Il mare esercita da sempre una
particolare attrattiva sugli esseri umani.
I suoi sconfinati
orizzonti blu, i misteri celati nei suoi abissi, le meravigliose
creature che lo abitano hanno condotto da secoli generazioni di
marinai ad imbarcarsi verso mete sconosciute, fino ad arrivare ai
nostri giorni.
In questo viaggio così lungo e ben lontano dall’avere una fine, il capolavoro di Herman Melville “Moby Dick” si colloca intorno alla metà del 1800, quando baleniere provenienti da ogni parte del mondo incrociavano negli oceani, per cacciare i più possenti animali marini mai esistiti e procurarsi le importanti risorse da loro derivate. Proprio una di queste navi, il Pequod, è al centro della narrazione: il giovane americano Ismaele si imbarca su di essa alla volta di una pericolosa traversata dei tre oceani, in un’epoca in cui i viaggi di una baleniera potevano durare anni ed anni.
Intorno a lui, si muovono gli altri marinai ingaggiati, rappresentanti di una grande eterogeneità: ci sono i tre ramponieri “pagani” Queequeg, Tashtego e Daggoo, e poi uomini provenienti dall’Inghilterra, dalla Francia, dall’Italia, dalla Cina, dalle isole polinesiane; a capo di una ciurma così diversificata, gli ufficiali Starbuck, Stubb e Flask, dai caratteri profondamente variegati tra loro; e su tutti si erge la figura di Achab, il misterioso capitano dalla gamba d’avorio. Dopo la partenza del Pequod, egli trascinerà con il suo carisma l’intero equipaggio a condividere il suo spaventoso, determinato e folle obiettivo: la caccia alla mostruosa Moby Dick, la balena bianca responsabile della sua mutilazione.
Ispirato alla vicenda realmente avvenuta della baleniera Essex, naufragata in seguito all’attacco di un capodoglio, e alla balena chiamata “Mocha Dick”, che imperversò nei primi anni del XIX secolo prima di essere catturata, questo romanzo è la storia di un gruppo di uomini alle prese con uno degli avversari più inquietanti di sempre: l’ignoto. Esso si manifesta lungo tutto l’arco della narrazione: nelle descrizioni delle balene, animali grandiosi ancora poco conosciuti a quell’epoca e per questo paragonati a terribili Leviatani; negli spaventosi fenomeni che spesso si presentano agli occhi atterriti della ciurma, con il loro carico di significati oscuri e di presagi di sventura; nella rappresentazione dell’oceano sconfinato, le cui alte onde diventano la prova più tangibile del respiro e della vita di una creatura immane e sublime; e nella stessa Balena Bianca, che diventa incarnazione di tutte le ossessioni umane e di tutti quei limiti che non potranno mai essere superati.

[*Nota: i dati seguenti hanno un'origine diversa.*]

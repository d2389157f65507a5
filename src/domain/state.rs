use super::TriggerId;
use serde::{Deserialize, Serialize};

/// Attributes of a trigger resource as the host tracks them.
///
/// `id` holds the composite identity (`workflow_template-transition-trigger`)
/// and is empty while the resource is absent.
#[derive(Debug, Clone, Default, PartialEq, Eq, Serialize, Deserialize)]
pub struct TriggerData {
    #[serde(default)]
    pub id: String,
    pub workflow_template: i64,
    /// Composite `workflow_template_id-transition_id`
    pub transition: String,
    pub event_type_id: String,
    #[serde(default, skip_serializing_if = "Option::is_none")]
    pub event_type_label: Option<String>,
}

impl TriggerData {
    pub fn new(workflow_template: i64, transition: &str, event_type_id: &str) -> Self {
        Self {
            id: String::new(),
            workflow_template,
            transition: transition.to_string(),
            event_type_id: event_type_id.to_string(),
            event_type_label: None,
        }
    }

    /// A fresh record that only knows its identity, as handed over on import.
    pub fn imported(id: &str) -> Self {
        Self {
            id: id.to_string(),
            ..Default::default()
        }
    }

    pub fn is_present(&self) -> bool {
        !self.id.is_empty()
    }

    pub fn set_id(&mut self, id: TriggerId) {
        self.id = id.to_string();
    }

    pub fn clear_id(&mut self) {
        self.id.clear();
    }
}
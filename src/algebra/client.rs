use crate::{domain::RemoteError, service::MayanConfig};
use reqwest::{Method, Response};
use reqwest_middleware::{ClientBuilder, ClientWithMiddleware};
use reqwest_retry::{policies::ExponentialBackoff, RetryTransientMiddleware};
use serde::{de::DeserializeOwned, Serialize};
use std::time::Duration;
use tracing::{debug, warn};

/// Thin wrapper around the Mayan EDMS REST API.
///
/// Paths handed to [`MayanClient::perform_request`] are relative to the
/// configured API root, e.g. `workflow_templates/1/transitions/`.
#[derive(Debug, Clone)]
pub struct MayanClient {
    base_url: String,
    username: Option<String>,
    password: Option<String>,
    /// Retries transient failures, used for idempotent methods only
    client: ClientWithMiddleware,
    /// Single attempt, so a POST the server already applied is never replayed
    once: ClientWithMiddleware,
}

impl MayanClient {
    pub fn new(config: &MayanConfig) -> Result<Self, RemoteError> {
        let client = reqwest::Client::builder()
            .timeout(Duration::from_millis(config.timeout()))
            .build()
            .map_err(RemoteError::Client)?;

        let retry_policy = ExponentialBackoff::builder().build_with_max_retries(config.max_retries());
        let once = ClientBuilder::new(client.clone()).build();
        let client = ClientBuilder::new(client)
            .with(RetryTransientMiddleware::new_with_policy(retry_policy))
            .build();

        Ok(Self {
            base_url: config.url().trim_end_matches('/').to_string(),
            username: config.username().map(str::to_string),
            password: config.password().map(str::to_string),
            client,
            once,
        })
    }

    pub fn url(&self, path: &str) -> String {
        format!("{}/{}", self.base_url, path.trim_start_matches('/'))
    }

    /// Sends a request and fails on any non-2xx response.
    #[tracing::instrument(name = "Mayan request", skip(self, body))]
    pub async fn perform_request<B: Serialize>(
        &self,
        path: &str,
        method: Method,
        body: Option<&B>,
    ) -> Result<Response, RemoteError> {
        let body = body
            .map(serde_json::to_value)
            .transpose()
            .map_err(|source| {
                warn!("Failed to encode {} request body for {}: {}", method, path, source);
                RemoteError::Encode {
                    path: path.to_string(),
                    source,
                }
            })?;

        let client = if method.is_idempotent() {
            &self.client
        } else {
            &self.once
        };

        let mut request = client.request(method.clone(), self.url(path));
        if let Some(username) = &self.username {
            request = request.basic_auth(username, self.password.as_ref());
        }
        if let Some(body) = &body {
            request = request.json(body);
        }

        debug!("Sending {} request to {}", method, path);

        let response = request.send().await.map_err(|source| {
            warn!("Failed to send {} request to {}: {}", method, path, source);
            RemoteError::Transport {
                method: method.clone(),
                path: path.to_string(),
                source,
            }
        })?;

        let status = response.status();
        if !status.is_success() {
            let body = response.text().await.unwrap_or_default();
            warn!("{} {} returned {}: {}", method, path, status, body);
            return Err(RemoteError::Status {
                method,
                path: path.to_string(),
                status,
                body,
            });
        }

        Ok(response)
    }

    /// Sends a request and decodes the JSON response body.
    pub async fn perform_json<B: Serialize, T: DeserializeOwned>(
        &self,
        path: &str,
        method: Method,
        body: Option<&B>,
    ) -> Result<T, RemoteError> {
        let response = self.perform_request(path, method, body).await?;

        response.json::<T>().await.map_err(|source| {
            warn!("Failed to decode response from {}: {}", path, source);
            RemoteError::Decode {
                path: path.to_string(),
                source,
            }
        })
    }
}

Achab, protagonista assoluto benché la storia venga raccontata da Ismaele, è un personaggio titanico, l’antieroe per eccellenza: la sua anima tormentata ha conservato una grande lucidità, messa però al servizio di un fine assolutamente irrazionale, che lo porterà a precipitare ineluttabilmente in una spirale infernale, e a trascinare con sé nelle tenebre anche il resto dell’equipaggio, in una tragica lotta dal finale già scritto.
Moby Dick è lo specchio di un periodo storico ben preciso e di una mentalità particolare, legata alla navigazione e ai molti pericoli che la professione di baleniere comportava; non mancano però alcuni spunti decisamente attuali, come la descrizione del rapporto che si instaura tra Ismaele e Queequeg nei primi capitoli, quasi la rappresentazione di una coppia omosessuale, o la riflessione ecologista ante litteram che si affaccia alla mente del narratore nel considerare l’effettiva riduzione delle dimensioni delle balene e il rischio di una loro potenziale estinzione. Un libro davvero coinvolgente, ricco di simbolismi e dall’atmosfera tesa e realistica, che ci rende inquieti partecipi del lungo viaggio del Pequod, esposti alle tempeste più distruttive come alle calme giornate di bonaccia, in cui il sole splende su di noi e il mare si stende davanti ai nostri occhi come una tranquilla prateria azzurra, nonostante i mille pericoli sconosciuti nascosti sotto la sua superficie cristallina.